Three-Dimensional Dementia 6
___by Carolyn Guertin

Califia is an experience that requires the building of associational worlds in the memory as an active assembling of the reading process. A lack of logical structuring also encourages the reader to look at the text (and to listen to its music.) Aesthetics thereby become part of the reading process. "Beauty is a resistant structure" (Kirschenbaum n.p.), and this means that the reader cannot reduce, analyse or categorize the images. They must be experienced on an emotional level. And like Alzheimer's Disease, aesthetics are a private, personal system--an indecipherable, associational code. The sensory experience of the images and texts-as-images (for the line blurs in a narrative like this) also become part of the voyagings of the plot because the clues are never hierarchical or purely textual. Navigation of the narrative environment ensures physical grounding in the present moment and activates the proprioceptive sense, but the reading of text and image sets a reader adrift in the spatio-temporal dimension.

The dementia inherent in variable space and time is embodied in conflicting memories of the same events and in oral forms of storytelling. Rosalind Summerland, for example, recounts two versions of the shooting of Augusta's father: "One version," she says,

is what I believed at the time and continued to consider the official family account. Another has all the later revelations, the elements that fill in the spaces, answering questions we did not want to ask (North: Point 4).

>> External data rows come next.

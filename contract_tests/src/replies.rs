//! Reply envelope contract tests

// ===== Canonical Messages =====

pub const GOLDEN_SUCCESS: &str = r#"@@BRIDGE::{"result":5,"key":0}"#;

pub const GOLDEN_NULL_SUCCESS: &str = r#"@@BRIDGE::{"result":null,"key":4}"#;

pub const GOLDEN_ERROR: &str =
    r#"@@BRIDGE::{"errorCode":"REMOTE_RUNTIME_ERROR","errorMessage":"[Error]: boom","key":1}"#;

// ===== Contract Tests =====

#[cfg(test)]
mod tests {
    use super::*;
    use crate::test_helpers::*;
    use bridge_codec::{decode, encode_error, encode_success, Envelope, ErrorReply, SuccessReply};
    use bridge_types::{CallKey, ErrorCode, Value};
    use serde_json::json;

    #[test]
    fn test_success_encoding_is_stable() {
        assert_eq!(encode_success(&json!(5), CallKey::new(0)).unwrap(), GOLDEN_SUCCESS);
        assert_eq!(
            encode_success(&Value::Null, CallKey::new(4)).unwrap(),
            GOLDEN_NULL_SUCCESS
        );
        verify_field_names(GOLDEN_SUCCESS, &["result", "key"]);
    }

    #[test]
    fn test_null_result_is_still_a_success() {
        assert_eq!(
            decode(GOLDEN_NULL_SUCCESS).unwrap(),
            Some(Envelope::Success(SuccessReply {
                result: Value::Null,
                key: CallKey::new(4),
            }))
        );
    }

    #[test]
    fn test_error_encoding_is_stable() {
        let message =
            encode_error(ErrorCode::RemoteRuntimeError, "[Error]: boom", CallKey::new(1)).unwrap();
        assert_eq!(message, GOLDEN_ERROR);
        verify_field_names(GOLDEN_ERROR, &["errorCode", "errorMessage", "key"]);
    }

    #[test]
    fn test_golden_error_decodes() {
        assert_eq!(
            decode(GOLDEN_ERROR).unwrap(),
            Some(Envelope::Error(ErrorReply {
                error_code: ErrorCode::RemoteRuntimeError,
                error_message: "[Error]: boom".to_string(),
                key: CallKey::new(1),
            }))
        );
    }

    #[test]
    fn test_result_field_wins_over_error_fields() {
        let both = r#"@@BRIDGE::{"result":1,"errorCode":"INVALID_ARGS","errorMessage":"x","key":2}"#;
        assert!(matches!(decode(both).unwrap(), Some(Envelope::Success(_))));
    }
}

All of the family legends evidence the same split: they are "the wishful thinking of a bunch of eccentrics. The treasures might be priceless or worthless depending on your faith in the long shot" (South: Augusta 3). It is significant that Califia is not a history, but instead a genealogy--for a genealogy embraces the personal (Foucault 156). This hypertext privileges the familial and the unofficial, and subjective narratives are contrasted by the presence of official histories and 'objective' perspectives like maps, legal documents and uncensored accounts of the greed and racism that led to the oppression and eventual extinction of the native people known as the Chumash.